We all dream of having our own house one day, starting a family, or providing a much more comfortable space to the family we have already. There are not many people that can afford to buy a house with their own finances, that is why many of us choose to apply for a mortgage loan.

What is a mortgage loan?

In essence, a mortgage loan is a loan designed to help you in the process of purchasing a house. This kind of loan is granted by a bank, building societies, or other types of lenders. A mortgage loan is mostly secured against your property.

In comparison with consumer credit, a mortgage loan has a smaller interest rate and a longer period of time in which you have to repay the loan.

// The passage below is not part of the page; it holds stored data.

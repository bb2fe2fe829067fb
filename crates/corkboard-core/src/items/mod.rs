//! Board items: positioned, nestable document nodes.

mod overlap;
mod transform;
mod tree;

pub use overlap::{clip_polygon, fraction_covered, polygon_area, rotated_corners};
pub use transform::Transform;
pub use tree::ItemTree;

use crate::codec::tagged_set;
use crate::events::NamedEvent;
use kurbo::{Point, Size, Vec2};
use serde::{Deserialize, Serialize};
use serde_json::Value;
use std::collections::HashSet;
use thiserror::Error;

/// Unique item identifier within a session. Never reused.
pub type ItemKey = u64;

/// Reasons a hierarchy or lookup operation was rejected. A rejected
/// operation leaves the tree untouched.
#[derive(Debug, Clone, PartialEq, Eq, Error)]
pub enum StructuralError {
    #[error("Unknown item: {0}")]
    UnknownItem(ItemKey),
    #[error("Item {0} already exists")]
    DuplicateKey(ItemKey),
    #[error("Item {0} cannot be its own parent")]
    SelfParent(ItemKey),
    #[error("Item {parent} is a descendant of {child}")]
    WouldCycle { child: ItemKey, parent: ItemKey },
    #[error("Item {child} is already a child of {parent}")]
    AlreadyChild { child: ItemKey, parent: ItemKey },
    #[error("Item {0} has no parent")]
    NoParent(ItemKey),
    #[error("Item {child} is not a child of {parent}")]
    NotAChild { child: ItemKey, parent: ItemKey },
    #[error("Item {0} has a zero scale and cannot adopt children")]
    DegenerateParent(ItemKey),
}

/// A vector update where each component is optional. Missing or non-finite
/// components leave the stored value unchanged.
#[derive(Debug, Clone, Copy, PartialEq, Serialize, Deserialize)]
#[serde(from = "Vec<Option<f64>>", into = "Vec<Option<f64>>")]
pub struct Partial<const N: usize>(pub [Option<f64>; N]);

pub type PartialPosition = Partial<3>;
pub type PartialScale = Partial<2>;

impl<const N: usize> Partial<N> {
    pub fn new(components: [Option<f64>; N]) -> Self {
        Self(components)
    }

    /// Component `i` if it is present and finite.
    pub fn get(&self, i: usize) -> Option<f64> {
        self.0.get(i).copied().flatten().filter(|v| v.is_finite())
    }
}

impl<const N: usize> From<Vec<Option<f64>>> for Partial<N> {
    fn from(values: Vec<Option<f64>>) -> Self {
        let mut components = [None; N];
        for (slot, value) in components.iter_mut().zip(values) {
            *slot = value;
        }
        Self(components)
    }
}

impl<const N: usize> From<Partial<N>> for Vec<Option<f64>> {
    fn from(partial: Partial<N>) -> Self {
        partial.0.to_vec()
    }
}

impl From<Point> for PartialPosition {
    fn from(p: Point) -> Self {
        Partial([Some(p.x), Some(p.y), None])
    }
}

impl From<Vec2> for PartialScale {
    fn from(v: Vec2) -> Self {
        Partial([Some(v.x), Some(v.y)])
    }
}

/// A board item. The tree owns items; parent and children are keys.
#[derive(Debug, Clone, PartialEq)]
pub struct Item {
    pub key: ItemKey,
    /// Name of the player who created the item.
    pub owner: String,
    /// Placement relative to the parent (absolute when top-level).
    pub transform: Transform,
    pub size: Size,
    /// Item type tag, opaque to the engine.
    pub kind: String,
    /// Type-specific payload, opaque to the engine.
    pub data: Value,
    pub parent: Option<ItemKey>,
    pub children: HashSet<ItemKey>,
    pub selected: bool,
}

impl Item {
    pub fn is_child(&self) -> bool {
        self.parent.is_some()
    }

    /// Wire form with parent and children as keys.
    pub fn snapshot(&self) -> ItemSnapshot {
        let t = &self.transform;
        ItemSnapshot {
            key: self.key,
            owner: self.owner.clone(),
            position: [t.position.x, t.position.y, t.z],
            size: [self.size.width, self.size.height],
            scale: [t.scale.x, t.scale.y],
            rotation: t.rotation,
            kind: self.kind.clone(),
            data: self.data.clone(),
            parent: self.parent,
            children: self.children.clone(),
        }
    }
}

/// Serializable item description, as sent in `addItem` and join snapshots.
#[derive(Debug, Clone, PartialEq, Serialize, Deserialize)]
#[serde(rename_all = "camelCase")]
pub struct ItemSnapshot {
    pub key: ItemKey,
    #[serde(alias = "playerName")]
    pub owner: String,
    pub position: [f64; 3],
    pub size: [f64; 2],
    #[serde(default = "unit_scale")]
    pub scale: [f64; 2],
    #[serde(default)]
    pub rotation: f64,
    #[serde(rename = "type")]
    pub kind: String,
    #[serde(default)]
    pub data: Value,
    #[serde(default)]
    pub parent: Option<ItemKey>,
    #[serde(default, with = "tagged_set")]
    pub children: HashSet<ItemKey>,
}

fn unit_scale() -> [f64; 2] {
    [1.0, 1.0]
}

impl ItemSnapshot {
    /// Build an unlinked item. Parent and children are left for the tree to
    /// relink.
    pub fn to_item(&self) -> Item {
        Item {
            key: self.key,
            owner: self.owner.clone(),
            transform: Transform {
                position: Point::new(self.position[0], self.position[1]),
                z: self.position[2],
                scale: Vec2::new(self.scale[0], self.scale[1]),
                rotation: self.rotation,
            },
            size: Size::new(self.size[0], self.size[1]),
            kind: self.kind.clone(),
            data: self.data.clone(),
            parent: None,
            children: HashSet::new(),
            selected: false,
        }
    }
}

/// What a local participant wants to put on the board. The board assigns
/// the key and owner.
#[derive(Debug, Clone, PartialEq)]
pub struct NewItem {
    pub kind: String,
    pub data: Value,
    pub transform: Transform,
    pub size: Size,
}

impl NewItem {
    pub fn new(kind: impl Into<String>, position: Point, size: Size) -> Self {
        Self {
            kind: kind.into(),
            data: Value::Null,
            transform: Transform::new(position, 0.0),
            size,
        }
    }

    pub fn with_data(mut self, data: Value) -> Self {
        self.data = data;
        self
    }

    pub fn with_z(mut self, z: f64) -> Self {
        self.transform.z = z;
        self
    }

    pub fn with_scale(mut self, scale: Vec2) -> Self {
        self.transform.scale = scale;
        self
    }

    pub fn with_rotation(mut self, rotation: f64) -> Self {
        self.transform.rotation = rotation;
        self
    }
}

/// Emitted by the tree after an item mutation has been applied.
#[derive(Debug, Clone, PartialEq)]
pub enum ItemEvent {
    Moved { key: ItemKey, position: Point, z: f64 },
    Resized { key: ItemKey, scale: Vec2 },
    Rotated { key: ItemKey, rotation: f64 },
    ParentSet { key: ItemKey, parent: ItemKey },
    ParentRemoved { key: ItemKey, former: ItemKey },
    Selected { key: ItemKey },
    Deselected { key: ItemKey },
}

impl ItemEvent {
    pub fn key(&self) -> ItemKey {
        match self {
            ItemEvent::Moved { key, .. }
            | ItemEvent::Resized { key, .. }
            | ItemEvent::Rotated { key, .. }
            | ItemEvent::ParentSet { key, .. }
            | ItemEvent::ParentRemoved { key, .. }
            | ItemEvent::Selected { key }
            | ItemEvent::Deselected { key } => *key,
        }
    }
}

impl NamedEvent for ItemEvent {
    fn name(&self) -> &'static str {
        match self {
            ItemEvent::Moved { .. } => "move",
            ItemEvent::Resized { .. } => "resize",
            ItemEvent::Rotated { .. } => "rotate",
            ItemEvent::ParentSet { .. } => "setParent",
            ItemEvent::ParentRemoved { .. } => "removeParent",
            ItemEvent::Selected { .. } => "select",
            ItemEvent::Deselected { .. } => "deselect",
        }
    }
}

In the situation in which you are unable to further pay your loan, banks (or other types of lenders you chose to take a mortgage loan from), have the right to seize your property and resell it in order to pay off the loan.

Lenders have the freedom to accept or decline your mortgage application. Before granting you a mortgage loan, lenders must evaluate your capacity of paying the loan back, also known as creditworthiness.

If you wish to apply for a mortgage loan in another country than the one you live in, keep in mind that lenders are very reluctant when it comes to this situation even though it is legal. This situation falls into a grey zone even when you apply for a mortgage loan in the country you live in but work abroad.

Comparison: Sweden vs Romania, how many people own a house and how many took a mortgage loan to purchase it

According to the statistics presented by the credit experts from FoxyCredit 94,7% of the Romanian population owns a house, only 1,1% of the population that owns a house bought the property with the help of a mortgage loan.

The same credit experts from FoxyCredit discovered that in Sweden, the population owns a house in percent of 63,6%, out of which 51,4% had to apply for a mortgage loan in order to buy a house.

Creditworthiness evaluation

Before granting you a mortgage loan, the lenders must evaluate your capacity of paying the lent money back. This evaluation is made based on your financial situation and the value of the house you wish to buy.

You will have to provide income documentation to be evaluated by the lender in order to decide if you have the financial capacity to pay back the loan. You can be granted a loan only if it’s proven that you can pay it back.

Before signing, evaluate and compare loans

It is always to your benefit to evaluate and compare loans before signing an agreement. When asking for a loan, the lender entity must give you the European Standardised Information Sheet.

When comparing, you should look out for:

  • the total amount of the mortgage loan;
  • how many years is the loan extending;
  • the interest rate applied;
  • total amount to be returned to the lender;
  • APRC (Annual Percentage Rate of Charge);
  • the notarial costs;
  • the amount you have to pay, how often it must be paid, and for how long.

Life insurance, mortgage credit insurance

It is essential to get mortgage insurance, this kind of insurance will help you pay the loan in situations when you might not be able to. This applies in case of sickness, job loss, and even death.

The lenders will provide you the possibility to get insurance with them, but you are always free to check for other options as long as the insurance you choose covers all the lender demands concerning your mortgage loan.

However, you are obliged to open a payment account with the company you lend the money from, in order to pay the loan back.

Mortgage interest rates in European Countries as of 2020

  • Romania – 5,41%
  • Hungary – 4,39%
  • Poland – 4,30%
  • Ireland – 2,87%
  • Czechia – 2,38%
  • Netherlands – 2,09%
  • Spain – 1,76%
  • Sweden – 1,46%
  • Belgium – 1,56%
  • Italy – 1,44%
  • France – 1,12%
  • Germany – 1.28%
  • Denmark – 0,56%
  • Portugal – 1,09%
  • Finland – 0,73%

Because of the economic effects of the Covid-19, 2020 has registered a record drop. Some of the countries dropped under 1% loan rates.

The mortgage rates in Nordic countries tend to be lower because of the stability of the people who apply for a loan.

Inflation, economic growth, monetary policies, and the overall condition of the housing market play a very powerful role in deciding the mortgage loan rates.